The Digital Mail App The Post Office Hates

Outbox's "unpostmen" will open and digitalize your snail mail for you. The real postmen are keeping an eye on them.

Yesterday, Outbox, the iPad and iPhone app that digitizes snail mail, launched in San Francisco.

Outbox's "unpostmen" collect your mail from your mailbox at your home three times a week, open it, scan the content, and email you the digital files. The company uses industry-standard encryption for storing the digital files. You can then request items to be physically delivered — say a package or a wedding invitation — and the rest of the scanned paper documents are shredded.

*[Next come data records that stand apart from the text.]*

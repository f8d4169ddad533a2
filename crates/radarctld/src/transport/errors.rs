//! Error types for socket listener operations.

use std::io;
use std::net::SocketAddr;

use thiserror::Error;

/// Errors surfaced while binding or running the control listener.
#[derive(Debug, Error)]
pub enum ListenerError {
    /// The configured TCP host could not be resolved.
    #[error("failed to resolve listen address {endpoint}: {source}")]
    Resolve {
        endpoint: String,
        #[source]
        source: io::Error,
    },
    /// The configured TCP host resolved to nothing.
    #[error("listen address {endpoint} resolved to no addresses")]
    NoAddresses { endpoint: String },
    /// Every resolved address refused the bind; `addr` is the last one tried.
    #[error("failed to bind TCP listener at {addr}: {source}")]
    BindTcp {
        addr: SocketAddr,
        #[source]
        source: io::Error,
    },
    #[error("failed to switch listener to non-blocking mode: {source}")]
    NonBlocking {
        #[source]
        source: io::Error,
    },
    #[error("failed to spawn the accept thread: {source}")]
    SpawnAcceptLoop {
        #[source]
        source: io::Error,
    },
    /// The accept loop panicked.
    #[error("listener thread panicked")]
    ThreadPanic,
}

The United States Postal Service, however, is not pleased. "We do have concerns regarding the destruction of mail — even if authorized by the receiver — and will continue to monitor market activities to ensure protection of our brand and the value and security of the mail," the USPS told BuzzFeed. "The Postal Service is focused on providing an essential service in our mission to serve the American public and does not view Outbox as supporting that mission."

United States Postal Inspection Service, the law enforcement arm of the USPS, would not comment on whether Outbox raised legal or security concerns, referring BuzzFeed back to its parent agency's spokesperson.

There are dangers in giving a company full access to your mail. If you don't specifically opt out, the company automatically mines it for "non-personally-identifiable" details and information, which they share with third parties and use to target ads. If subpoenaed, they will turn over your information to law enforcement.

The service, which effectively abstracts your physical mailbox into a web app, also arrives at a trying time for the postal service. Its budget was cut by $15.9 billion last year and it is threatened with additional slashes in funding this year.

For you snail-mail haters, don't forget the postal service is an essential way to send private information that you don't want online — utility that Outbox pointedly sacrifices. Moreover, it is an "important aspect of democracy that lets anyone — regardless of email access — to send things for only 46 cents.